BSP seen keeping rates steady at record lows

- Lawrence Agcaoili -

MANILA, Philippines - Societe Generale SA of Hong Kong and British banking giant HongKong and Shanghai Banking Corp. (HSBC) said they expect the Bangko Sentral ng Pilipinas (BSP) to adopt a wait-and-see mode after a series of interest rate cuts to support domestic growth.

Wee-Khoon Chong, a strategist at Societe Generale, said the BSP’s Monetary Board would opt for a wait-and-see stance during its next policy rate-setting meeting scheduled next month.

“The next meeting will be on April 19 and status quo is expected. April should see another round indirect easing on the back of the new non-remuneration unified reserve requirement,” Chong stressed.

As part of the changes in its reserve requirement policy, the central bank decided to slash the bank reserve requirement ratio to 18 percent from the current level of 21 percent starting April 6.

The move would offset the higher operational costs of banks and would free up to P100 billion worth of funds to the financial system.

Chong pointed out that the last statement of BSP Governor Amando Tetangco Jr. during the March 1 policy rate setting meeting was noticeably less dovish compared to the Jan. 19 meeting.

“The BSP press statement is less dovish than the one in January. BSP seems to be concerned over inflation,” the strategist said.

The Monetary Board has so far slashed interest rates by 50 basis points this year, bringing the overnight borrowing rate back to a record low of four percent and the overnight lending rate to six percent.

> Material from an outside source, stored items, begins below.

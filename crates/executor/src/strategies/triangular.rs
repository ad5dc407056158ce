/*!
 * Triangular Strategy
 *
 * Cyclic route on a single chain: the path must return to its starting
 * token (A -> B -> C -> A), otherwise the trade cannot settle flat.
 */

use async_trait::async_trait;

use arbflow_domain::{ExecutionErrorKind, ExecutionResult, Opportunity, OpportunityKind};

use crate::context::StrategyContext;
use crate::strategy::{Strategy, execute_via_rpc, validate_hop_chain};

pub struct TriangularStrategy;

impl TriangularStrategy {
    fn validate(&self, opp: &Opportunity) -> Result<(), String> {
        if opp.swap_path.len() < 3 {
            return Err(format!(
                "triangular route needs at least 3 hops, got {}",
                opp.swap_path.len()
            ));
        }
        validate_hop_chain(&opp.swap_path)?;

        let first = &opp.swap_path[0];
        let last = &opp.swap_path[opp.swap_path.len() - 1];
        if first.token_in != last.token_out {
            return Err(format!(
                "route does not cycle: starts at {} but ends at {}",
                first.token_in, last.token_out
            ));
        }
        Ok(())
    }
}

#[async_trait]
impl Strategy for TriangularStrategy {
    fn name(&self) -> &'static str {
        "triangular"
    }

    fn kind(&self) -> OpportunityKind {
        OpportunityKind::Triangular
    }

    async fn execute(&self, opportunity: &Opportunity, ctx: &StrategyContext) -> ExecutionResult {
        if let Err(detail) = self.validate(opportunity) {
            return ExecutionResult::failure(opportunity, ExecutionErrorKind::PathInvalid, detail);
        }

        if let Some(result) = ctx.simulate_if_enabled(opportunity).await {
            return result;
        }

        execute_via_rpc(opportunity, ctx, true).await
    }
}

#[cfg(test)]
mod tests {
    use super::*;

    fn opportunity(path_json: &str) -> Opportunity {
        serde_json::from_str(&format!(
            r#"{{
                "id": "opp-tri",
                "type": "triangular",
                "chain": "bsc",
                "buyVenue": "pancakeswap",
                "sellVenue": "pancakeswap",
                "confidence": 0.8,
                "amountIn": "1000000000000000000",
                "swapPath": {path_json},
                "deadline": 9999999999999,
                "pipelineTimestamps": {{ "detectedAt": 1 }}
            }}"#
        ))
        .unwrap()
    }

    const CYCLE: &str = r#"[
        {"venue":"pancakeswap","tokenIn":"WBNB","tokenOut":"BUSD","minOut":"1"},
        {"venue":"pancakeswap","tokenIn":"BUSD","tokenOut":"CAKE","minOut":"1"},
        {"venue":"pancakeswap","tokenIn":"CAKE","tokenOut":"WBNB","minOut":"1"}
    ]"#;

    const OPEN: &str = r#"[
        {"venue":"pancakeswap","tokenIn":"WBNB","tokenOut":"BUSD","minOut":"1"},
        {"venue":"pancakeswap","tokenIn":"BUSD","tokenOut":"CAKE","minOut":"1"},
        {"venue":"pancakeswap","tokenIn":"CAKE","tokenOut":"USDT","minOut":"1"}
    ]"#;

    #[test]
    fn test_requires_closed_cycle() {
        let strategy = TriangularStrategy;
        assert!(strategy.validate(&opportunity(CYCLE)).is_ok());
        assert!(strategy.validate(&opportunity(OPEN)).is_err());
        assert!(strategy.validate(&opportunity("[]")).is_err());
    }
}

The first cut was made last Jan. 19 followed by another 25-basis point reduction on March 1 due to benign inflation outlook and slower than expected global economic growth.

HSBC economist Trinh Nguyen, meanwhile, said in its latest data reaction that the decline in the growth in remittances for two straight months could prompt the BSP to keep interest rates steady until the end of the year.

Nguyen said the slowdown in the growth of remittances to 5.4 percent in January would give less support to domestic spending in the Philippines.

She pointed out that the government has implemented both monetary and fiscal expansion to boost domestic demand and mitigate the effect of remittance slowdown.

“As such, we do not expect further cuts from the BSP and expect rates to stay at four percent for the rest of the year,” she added.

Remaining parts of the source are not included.